**Task prompt:** Tally the lines in these records that hold the string "TrackerState", and reply with the number alone.

+++ Data under study

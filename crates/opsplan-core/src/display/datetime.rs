//! Timestamp rendering for plan output.

use std::fmt;

use jiff::{tz::TimeZone, Timestamp};

/// Renders a stored UTC timestamp in the operator's local timezone.
///
/// Plans are read at a console during a shift, so wall-clock local time
/// with a timezone abbreviation (`YYYY-MM-DD HH:MM:SS TZ`) reads better
/// than the RFC 3339 form the database stores.
pub struct LocalDateTime<'a>(pub &'a Timestamp);

impl<'a> fmt::Display for LocalDateTime<'a> {
    fn fmt(&self, f: &mut fmt::Formatter<'_>) -> fmt::Result {
        write!(
            f,
            "{}",
            self.0
                .to_zoned(TimeZone::system())
                .strftime("%Y-%m-%d %H:%M:%S %Z")
        )
    }
}
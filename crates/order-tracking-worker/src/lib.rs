//! # OrderTrackingWorker: live active-order synchronization
//!
//! The tracking worker keeps a near-real-time view of the user's single
//! active order by polling the backend through the authenticated gateway,
//! and derives a locally smooth delivery countdown from server timestamps.
//!
//! ## Architecture
//!
//! ```text
//! ┌──────────────┐     ┌─────────────────────┐     ┌──────────────┐
//! │   Backend    │◀────│ OrderTrackingWorker │◀────│ Presentation │
//! │ /orders/...  │     │  (poll + countdown  │     │  (read-only  │
//! └──────────────┘     │   + dismissal)      │     │   snapshot)  │
//!         ▲            └──────────┬──────────┘     └──────────────┘
//!         │                       │
//!  ┌──────┴──────┐         ┌──────▼──────┐
//!  │ AuthGateway │         │ TrackerState│
//!  │ (bearer +   │         │ (order, err,│
//!  │  refresh)   │         │  countdown) │
//!  └─────────────┘         └─────────────┘
//! ```
//!
//! ## Key behaviors
//!
//! - **Polling**: fixed 10 s interval, plus an immediate fetch on start.
//!   Every fetched snapshot replaces the order wholesale; there is no merge.
//!
//! - **Stale-but-displayed**: a failed poll records an error and keeps the
//!   last-known order visible; the next tick still runs.
//!
//! - **Dismissal**: a delivered order the user dismissed stays hidden until
//!   a different order id shows up, which clears the dismissal.
//!
//! - **Countdown**: the remaining-time baseline is computed once per order
//!   id when it enters `assigned`/`out_for_delivery` and then ticks down
//!   locally at 1 Hz — later polls never rewrite it, so noisy server
//!   estimates cannot make the timer jump.
//!
//! ## Lifecycle
//!
//! 1. Create with [`OrderTrackingWorker::new()`]
//! 2. Call [`OrderTrackingWorker::start()`] when the tracking view mounts
//! 3. Read state via [`OrderTrackingWorker::snapshot()`]
//! 4. Call [`OrderTrackingWorker::stop()`] on teardown — both timers are
//!    cancelled, nothing mutates state afterwards

mod config;
mod countdown;
mod error;
mod state;
mod worker;

pub use config::OrderTrackingConfig;
pub use countdown::{format_remaining, CountdownState};
pub use error::{TrackingError, TrackingResult};
pub use state::{FetchOutcome, TrackerState};
pub use worker::OrderTrackingWorker;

++++++

**Solution:** 2